Durante los primeros compases de la misma, la construcción continuó su curso, pero pronto los recursos económicos se desviarían a la primera línea de fabricación de maquinaría para la guerra. Finalmente en abril de 1940 y tras el suicidio del ingeniero jefe del proyecto, Karl Becker, se suspendió la ejecución de la Academia Militar.

La construcción de la montaña de Teufelsberg.

Tras el reparto de Potsdam, el megacomplejo nazi quedó en territorio inglés, aunque muy cerca del territorio norteamericano.

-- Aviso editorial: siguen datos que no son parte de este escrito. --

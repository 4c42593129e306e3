//! # Storage contracts
//!
//! The traits in this module define what a storage backend must provide to host the loyalty ledger.
//!
//! * [`LedgerDatabase`] is the narrow contract used by the reconciliation engine: list the orders that still await a
//!   decision, read one order, and atomically apply an authoritative verdict (status change plus balance credit).
//! * [`AccountManagement`] covers everything else: accounts, order submission, balances and withdrawals.
//!
//! Both traits are object-safe and `Send + Sync`, so a single backend instance can be shared between request handlers
//! and background workers.
mod account_management;
mod data_objects;
mod ledger_database;

pub use account_management::{AccountApiError, AccountManagement};
pub use data_objects::InsertOrderResult;
pub use ledger_database::{LedgerDatabase, LedgerError};
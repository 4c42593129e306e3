mod errors;
mod sqlite_impl;

pub mod orders;
pub mod user_accounts;
pub mod withdrawals;

pub use errors::SqliteDatabaseError;
pub use sqlite_impl::SqliteDatabase;

pub(crate) fn is_unique_violation(e: &sqlx::Error) -> bool {
    matches!(e, sqlx::Error::Database(db_err) if db_err.is_unique_violation())
}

Es a partir de 1952 cuando las autoridades se plantean un final para el proyecto de Hitler.  A partir de ese momento dos necesidades se juntaran para llevar a cabo la montaña en cuestión.

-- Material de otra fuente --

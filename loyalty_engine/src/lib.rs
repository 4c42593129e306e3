//! Loyalty Ledger Engine
//!
//! Users submit purchase-order numbers and accrue loyalty points once an external accrual authority confirms a payout.
//! Accrued points can later be spent as withdrawals. This library holds everything that touches the ledger's state:
//!
//! 1. Database management and control ([`mod@db`]). SQLite is the supported backend. The storage contracts are
//!    defined as traits so that the reconciliation engine and the API can be exercised against other implementations
//!    (including test doubles). The data types used in the database are defined in [`db_types`].
//! 2. The public API ([`mod@ledger_api`]) for creating accounts, submitting orders, reading balances and withdrawing
//!    points.
//!
//! The ledger enforces two invariants at the storage level: a balance is never negative, and an accrual is credited
//! exactly once, in the same transaction that moves its order to `PROCESSED`.
mod db;

pub mod db_types;
mod ledger_api;

#[cfg(any(feature = "test_utils", test))]
pub mod test_utils;

#[cfg(feature = "sqlite")]
pub use db::sqlite::{SqliteDatabase, SqliteDatabaseError};
pub use db::traits::{AccountApiError, AccountManagement, InsertOrderResult, LedgerDatabase, LedgerError};
pub use ledger_api::{accounts_api::AccountApi, order_flow_api::OrderFlowApi};
#[cfg(feature = "sqlite")]
pub mod sqlite;

pub mod traits;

La primera de ellas el avanzado estado de las obras que dejó el régimen nazi de la academia militar. Este aspecto jugó en contra de las autoridades de la Alemania Occidental,  ya que no era precisamente fácil demoler las megaconstrucciones del dúo Hitler&Spree.

Por otro lado los enormes destrozos que dejo la guerra en la capital berlinesa, habiendo por doquier toneladas de escombros que se debían limpiar. En este aspecto también surgieron problemas para las autoridades, ya que es preciso recordar que la parte berlinesa occidental, era realmente una isla en medio de la Alemania Oriental controlada por la URSS. Por lo tanto no abundaban los lugares para almacenar dichos escombros.

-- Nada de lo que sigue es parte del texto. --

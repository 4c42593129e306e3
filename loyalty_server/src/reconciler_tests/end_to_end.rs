use std::{collections::HashSet, sync::Arc, time::Duration};

use accrual_client::{AccrualOutcome, AccrualStatus};
use loyalty_common::{luhn_valid, Points};
use loyalty_engine::{
    db_types::{OrderStatusType, UserAccount},
    test_utils::prepare_env::{prepare_test_env, random_db_path},
    AccountApi,
    LedgerDatabase,
    OrderFlowApi,
    SqliteDatabase,
};
use rand::{seq::SliceRandom, Rng};
use tokio::time::{sleep, Instant};

use super::authority::ScriptedAuthority;
use crate::{config::ReconcilerConfig, reconciliation::Reconciler};

fn fast_config() -> ReconcilerConfig {
    ReconcilerConfig {
        workers: 4,
        queue_capacity: 8,
        poll_interval: Duration::from_millis(25),
        retry_backoff: Duration::from_millis(10),
        ..Default::default()
    }
}

fn processed(points: i64) -> AccrualOutcome {
    AccrualOutcome::Resolved { status: AccrualStatus::Processed, accrual: Some(Points::from_points(points)) }
}

fn in_progress(status: AccrualStatus) -> AccrualOutcome {
    AccrualOutcome::Resolved { status, accrual: None }
}

/// Appends the check digit that makes `digits` a valid order number.
fn luhn_complete(digits: &str) -> String {
    (0..=9).map(|d| format!("{digits}{d}")).find(|n| luhn_valid(n)).expect("one check digit always fits")
}

async fn create_account(db: &SqliteDatabase, login: &str) -> UserAccount {
    AccountApi::new(db.clone()).create_account(login).await.expect("Could not create account")
}

async fn wait_until_resolved(db: &SqliteDatabase, deadline: Duration) {
    let start = Instant::now();
    loop {
        let pending = db.fetch_unresolved_orders().await.expect("Could not fetch unresolved orders");
        if pending.is_empty() {
            return;
        }
        assert!(start.elapsed() < deadline, "{} orders still unresolved after {deadline:?}", pending.len());
        sleep(Duration::from_millis(20)).await;
    }
}

#[tokio::test(flavor = "multi_thread", worker_threads = 4)]
async fn a_processed_order_credits_its_owner() {
    let db = prepare_test_env(&random_db_path()).await;
    let alice = create_account(&db, "alice").await;
    OrderFlowApi::new(db.clone()).submit_order(alice.id, "79927398713").await.expect("Could not submit order");

    let authority = Arc::new(ScriptedAuthority::new());
    authority.script("79927398713", vec![
        in_progress(AccrualStatus::Registered),
        in_progress(AccrualStatus::Processing),
        processed(500),
    ]);
    let reconciler = Reconciler::start(Arc::new(db.clone()), Arc::clone(&authority), &fast_config());
    wait_until_resolved(&db, Duration::from_secs(10)).await;
    reconciler.shutdown().await;

    let accounts = AccountApi::new(db.clone());
    let orders = accounts.orders_for_account(alice.id).await.unwrap();
    assert_eq!(orders.len(), 1);
    assert_eq!(orders[0].status, OrderStatusType::Processed);
    assert_eq!(orders[0].accrual, Some(Points::from_points(500)));
    let balance = accounts.balance(alice.id).await.unwrap();
    assert_eq!(balance.current, Points::from_points(500));
    assert_eq!(balance.withdrawn, Points::zero());
    assert!(authority.calls_for("79927398713").len() >= 3);
    db.close().await;
}

#[tokio::test(flavor = "multi_thread", worker_threads = 4)]
async fn noisy_authority_still_credits_every_order_exactly_once() {
    let db = prepare_test_env(&random_db_path()).await;
    let mut accounts = Vec::new();
    for login in ["alice", "bob", "carol"] {
        accounts.push(create_account(&db, login).await);
    }
    let authority = Arc::new(ScriptedAuthority::new().with_jitter(15));
    let orders = OrderFlowApi::new(db.clone());
    let mut rng = rand::thread_rng();
    let mut seen = HashSet::new();
    let mut expected = vec![Points::zero(); accounts.len()];
    while seen.len() < 30 {
        let digits = format!("{}{:09}", rng.gen_range(1..=9), rng.gen_range(0..1_000_000_000u64));
        let number = luhn_complete(&digits);
        if !seen.insert(number.clone()) {
            continue;
        }
        let owner = rng.gen_range(0..accounts.len());
        orders.submit_order(accounts[owner].id, &number).await.expect("Could not submit order");

        let noise = [
            AccrualOutcome::Unknown,
            AccrualOutcome::RateLimited { retry_after: Duration::from_millis(30) },
            AccrualOutcome::AuthorityUnavailable { status: 503 },
            AccrualOutcome::TransportFailure("connection reset by peer".into()),
            in_progress(AccrualStatus::Registered),
            in_progress(AccrualStatus::Processing),
        ];
        let mut script = (0..rng.gen_range(0..4))
            .map(|_| noise.choose(&mut rng).cloned().unwrap_or(AccrualOutcome::Unknown))
            .collect::<Vec<_>>();
        if rng.gen_bool(0.8) {
            let points = rng.gen_range(0..1_000);
            expected[owner] += Points::from_points(points);
            script.push(processed(points));
        } else {
            script.push(in_progress(AccrualStatus::Invalid));
        }
        authority.script(&number, script);
    }

    let reconciler = Reconciler::start(Arc::new(db.clone()), Arc::clone(&authority), &fast_config());
    wait_until_resolved(&db, Duration::from_secs(20)).await;
    reconciler.shutdown().await;

    let api = AccountApi::new(db.clone());
    for (account, want) in accounts.iter().zip(expected) {
        let balance = api.balance(account.id).await.unwrap();
        assert_eq!(balance.current, want, "Wrong balance for {}", account.login);
        let credited = api
            .orders_for_account(account.id)
            .await
            .unwrap()
            .into_iter()
            .filter(|o| o.status == OrderStatusType::Processed)
            .filter_map(|o| o.accrual)
            .sum::<Points>();
        assert_eq!(credited, want);
    }
    db.close().await;
}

Todo se confabuló para como se suele decir “matar dos pájaros de un tiro”. La solución era relativamente sencilla, todos los escombros debían servir para enterrar la mayor academia militar del mundo. De esta  manera nació la montaña de Teufelsberg, durante los siguientes 20 años los camiones acumularon todos los escombros de Berlin Occidental para enterrarla. Algunos cálculos, dan una cifra de 26 millones de m3 de escombros, que conforman la colina.

La montaña de los espías.

Tras un pequeño salto en el tiempo nos encontramos ante un nuevo panorama político. En 1961 se lleva a cabo la construcción del muro de Berlín, sin duda el símbolo de la guerra fría entre americanos y soviéticos. Ese mismo año, la Agencia Nacional de Seguridad norteamericana construyó la primera torre de espionaje de 27 metros de altura  en Teufelsberg. Aunque habrá que esperar a finales de los años 70, para que tome forma la actual vista de la montaña con las tres enormes esferas de color blanco,  la más alta de ellas de 69 metros. Sin duda esta estación espía es otro símbolo más del aplastamiento del nazismo por las fuerzas occidentales.

La estación espía

La estación en cuestión se mantuvo hasta el final de la guerra fría, se suele comentar que una mosca que abatiera sus alas en la parte oriental de Berlín era captada por los sensores instalados en Teufelsberg. Finalmente la estación es abandonada tres años después de la caída del muro de Berlín, por lo tanto en 1992.

La montaña hoy día.

Son  incontables los avatares por los que ha pasado la montaña de Teufelsberg desde el abandono norteamericano. Se montaron apartamentos, que se intentaron vender sin conseguirlo, por otro lado hubo intentos de construcción de un hotel de lujo, que tampoco fraguó. Pocos años después, el director de cine norteamericano David Lynch aduciendo que Teufelsberg era una montaña sagrada, intento fundar en ella una paranoica universidad de Meditación Trascendental. Por destacar alguna de las últimas utilidades, entre 2011 y 2015 se llevó a cabo solo y exclusivamente visitas guiadas al complejo para turistas.

Hoy día un espacio destinado a los artistas callejeros.

Por último decir que hoy en día la visita es libre. Los curiosos acuden a la montaña de Teufelsberg, para disfrutar de los espectaculares grafitis que han hecho allí los más destacados artistas del mundo. Además de contemplar algunas de las más bellas vista de la capital de Alemania.